(Data for the task begins)
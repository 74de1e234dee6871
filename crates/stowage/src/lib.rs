//! Load, find and store content-addressed files.
//!
//! Files are named by URIs such as
//! `sha1://aaf4c61ddcc5e8a2dabede0f3b482cd9aea9434d/file.txt`. A local daemon
//! knows which peers hold which hashes; [`Stowage`] asks it for candidates,
//! downloads and verifies them, and keeps verified copies in a sharded local
//! store. With `offline = true` only the local store is used.
//!
//! ```no_run
//! use stowage::{Config, Stowage};
//!
//! # async fn run() -> stowage::Result<()> {
//! let client = Stowage::new(&Config::default())?;
//! let uri = client.store_text("hello", None).await?;
//! assert_eq!(client.load_text(&uri).await?.as_deref(), Some("hello"));
//! # Ok(())
//! # }
//! ```

mod client;
mod config;
mod error;
mod facade;

pub use client::{GET_STATE_PATH, JOIN_SWARM_PATH, LEAVE_SWARM_PATH, Stowage};
pub use config::{Config, Connectivity, DEFAULT_DAEMON_URL};
pub use error::{Error, Result};
pub use facade::{STORE_PATH, StoreFacade};

pub use stowage_fetch::{CandidateLocation, Fetched};
pub use stowage_uri::{Algorithm, ContentUri};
(Data for the task ends)
__Exercise directions__
The answer must consist of every line from the entries above that contains the string "facade".

__Exercise answer__
mod facade;
pub use facade::{STORE_PATH, StoreFacade};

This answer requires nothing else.